Task details. Transcribe only the lines between the first line of the records and the line containing "both sides rediscover", inclusive, exactly as written.

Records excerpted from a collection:

[Start of section]

//! LAN link between a remote-controlled vehicle and its operator console.
//!
//! Roverlink covers everything between "the vehicle is powered on" and "frames
//! are flowing": UDP discovery, session supervision with automatic recovery,
//! and the fixed-size binary frames of the control and telemetry channels.
//!
//! # Features
//!
//! - **Discovery**: the vehicle broadcasts a JSON announcement until a console attaches
//! - **Two channels**: 5-byte control frames out, 28-byte telemetry frames back, over TCP
//! - **Self-healing**: any channel failure ends the session and both sides rediscover
//! - **Safe by default**: the vehicle actuator is put into its safe state whenever a session ends
//!
//! # Quick Start
//!
//! ## Console
//!
//! ```rust,no_run
//! use futures::StreamExt;
//! use roverlink::{LinkConfig, Roverlink, SharedInput, UpdateRate};
//!
//! #[tokio::main]
//! async fn main() -> roverlink::Result<()> {
//!     let input = SharedInput::new();
//!     let console = Roverlink::console(LinkConfig::default(), input.clone())?;
//!
//!     // Wait for the UI to show the list, then pick the first vehicle.
//!     tokio::time::sleep(std::time::Duration::from_secs(6)).await;
//!     console.select_index(0)?;
//!
//!     input.set_axes(0.0, 0.3, 0.0);
//!     let mut telemetry = Box::pin(console.subscribe_telemetry(UpdateRate::Max(5)));
//!     while let Some(frame) = telemetry.next().await {
//!         println!("{:.1} km/h, {:.2} V", frame.speed, frame.voltage);
//!     }
//!     Ok(())
//! }
//! ```
//!
//! ## Vehicle
//!
//! ```rust,no_run
//! use roverlink::{LinkConfig, RecordingActuator, Roverlink, SimulatedSensors};
//!
//! #[tokio::main]
//! async fn main() -> roverlink::Result<()> {
//!     let config = LinkConfig::load("vehicle.yaml")?;
//!     let vehicle = Roverlink::vehicle(config, SimulatedSensors::new(), RecordingActuator::new()).await?;
//!     println!("Announcing control on {}", vehicle.control_addr());
//!     tokio::time::sleep(std::time::Duration::from_secs(3600)).await;
//!     vehicle.stop().await;
//!     Ok(())
//! }
//! ```

// Core types and error handling
pub mod codec;
pub mod config;
mod error;
pub mod mailbox;
#[cfg(any(test, feature = "benchmark"))]
pub mod test_utils;
pub mod types;

// Discovery and session machinery
pub mod channel;
pub mod connection;
pub mod discovery;
pub mod supervisor;

// Collaborators and stream helpers
pub mod provider;
pub mod providers;
pub mod stream;

// Core exports
pub use config::LinkConfig;
pub use error::*;
pub use types::*;

// Main API exports
pub use connection::{Console, Vehicle};
pub use discovery::{Announcement, KnownVehicles};
pub use mailbox::Mailbox;
pub use provider::{Actuator, InputProvider, SensorProvider};
pub use providers::{RecordingActuator, SharedInput, SimulatedSensors};
pub use supervisor::{SessionEvent, SessionState};

/// Unified entry point for both ends of the link.
///
/// # Examples
///
/// ## Console
/// ```rust,no_run
/// use roverlink::{LinkConfig, Roverlink, SharedInput};
///
/// #[tokio::main]
/// async fn main() -> roverlink::Result<()> {
///     let console = Roverlink::console(LinkConfig::default(), SharedInput::new())?;
///     // Use console...
///     Ok(())
/// }
/// ```
///
/// ## Vehicle
/// ```rust,no_run
/// use roverlink::{LinkConfig, RecordingActuator, Roverlink, SimulatedSensors};
///
/// #[tokio::main]
/// async fn main() -> roverlink::Result<()> {
///     let vehicle = Roverlink::vehicle(
///         LinkConfig::default(),
///         SimulatedSensors::new(),
///         RecordingActuator::new(),
///     )
///     .await?;
///     // Use vehicle...
///     Ok(())
/// }
/// ```
pub struct Roverlink;

impl Roverlink {
    /// Start an operator console.
    ///
    /// Spawns the console supervisor on the current tokio runtime. It starts
    /// listening for announcements immediately; call
    /// [`Console::select`] or [`Console::select_index`] to connect.
    ///
    /// # Errors
    ///
    /// Returns [`LinkError::Configuration`] if `config` fails validation.
    pub fn console<I>(config: LinkConfig, input: I) -> Result<Console>
    where
        I: InputProvider,
    {
        Console::start(config, input)
    }

    /// Start a vehicle.
    ///
    /// Binds the control and telemetry listeners, starts polling `sensors`
    /// and begins announcing.
    ///
    /// # Errors
    ///
    /// Returns an error if:
    /// - `config` fails validation
    /// - either channel port cannot be bound
    pub async fn vehicle<S, A>(config: LinkConfig, sensors: S, actuator: A) -> Result<Vehicle>
    where
        S: SensorProvider,
        A: Actuator,
    {
        Vehicle::start(config, sensors, actuator).await
    }
}
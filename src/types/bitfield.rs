//! Function bitmask carried in the last byte of every control frame

use serde::{Deserialize, Serialize};

/// Bit positions inside [`FunctionBits`].
pub mod function_bit {
    /// Headlights and tail lights.
    pub const LIGHTS: u8 = 0;
    /// Horn.
    pub const HORN: u8 = 1;
}

/// Auxiliary function switches sent with each control frame.
///
/// Bit 0 is lights, bit 1 is horn; bits 2-7 are reserved and travel unchanged.
#[derive(Debug, Clone, Copy, Default, PartialEq, Eq, Hash, Serialize, Deserialize)]
#[cfg_attr(feature = "tauri", derive(specta::Type))]
pub struct FunctionBits(pub u8);

impl FunctionBits {
    /// All functions off.
    pub const NONE: FunctionBits = FunctionBits(0);

    /// Create from a raw byte.
    pub fn new(value: u8) -> Self {
        Self(value)
    }

    /// Check if a specific bit is set. Bits above 7 are never set.
    pub fn is_set(&self, bit: u8) -> bool {
        bit < 8 && (self.0 & (1 << bit)) != 0
    }

    /// Return a copy with `bit` set to `on`.
    pub fn with(self, bit: u8, on: bool) -> Self {
        if bit >= 8 {
            return self;
        }
        if on { Self(self.0 | (1 << bit)) } else { Self(self.0 & !(1 << bit)) }
    }

    pub fn lights(&self) -> bool {
        self.is_set(function_bit::LIGHTS)
    }

    pub fn horn(&self) -> bool {
        self.is_set(function_bit::HORN)
    }

    pub fn with_lights(self, on: bool) -> Self {
        self.with(function_bit::LIGHTS, on)
    }

    pub fn with_horn(self, on: bool) -> Self {
        self.with(function_bit::HORN, on)
    }

    /// Get the raw byte.
    pub fn value(&self) -> u8 {
        self.0
    }
}

impl From<u8> for FunctionBits {
    fn from(value: u8) -> Self {
        Self(value)
    }
}

#[cfg(test)]
mod tests {
    use super::*;

    #[test]
    fn named_bits_map_to_positions() {
        let bits = FunctionBits::NONE.with_lights(true);
        assert_eq!(bits.value(), 0b0000_0001);
        assert!(bits.lights());
        assert!(!bits.horn());

        let bits = bits.with_horn(true).with_lights(false);
        assert_eq!(bits.value(), 0b0000_0010);
    }

    #[test]
    fn reserved_bits_are_preserved() {
        let bits = FunctionBits::new(0b1010_0000).with_lights(true);
        assert_eq!(bits.value(), 0b1010_0001);
        assert!(bits.is_set(7));
        assert!(!bits.is_set(8));
        assert_eq!(bits.with(9, true), bits);
    }
}
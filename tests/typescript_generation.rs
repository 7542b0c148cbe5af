//! TypeScript Generation Tests
//!
//! Validates that UI-facing value types can be exported to TypeScript when the
//! tauri feature is enabled.

#[cfg(feature = "tauri")]
#[test]
fn ui_types_implement_specta_type() {
    use specta::Type;

    fn assert_type<T: Type>() {}

    // Frames shown on the dashboard
    assert_type::<roverlink::ControlFrame>();
    assert_type::<roverlink::ControlInput>();
    assert_type::<roverlink::TelemetryFrame>();
    assert_type::<roverlink::FunctionBits>();

    // Session status
    assert_type::<roverlink::SessionPhase>();
    assert_type::<roverlink::Role>();
    assert_type::<roverlink::FrameKind>();
    assert_type::<roverlink::UpdateRate>();

    // Device list
    assert_type::<roverlink::VehicleRecord>();
}

#[cfg(not(feature = "tauri"))]
#[test]
fn tauri_feature_disabled() {
    // Without the feature the same types still build, just without specta.
    let _ = roverlink::UpdateRate::Native;
    let _ = roverlink::SessionPhase::Idle;
}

[End of section]

Solution.
//! LAN link between a remote-controlled vehicle and its operator console.
//!
//! Roverlink covers everything between "the vehicle is powered on" and "frames
//! are flowing": UDP discovery, session supervision with automatic recovery,
//! and the fixed-size binary frames of the control and telemetry channels.
//!
//! # Features
//!
//! - **Discovery**: the vehicle broadcasts a JSON announcement until a console attaches
//! - **Two channels**: 5-byte control frames out, 28-byte telemetry frames back, over TCP
//! - **Self-healing**: any channel failure ends the session and both sides rediscover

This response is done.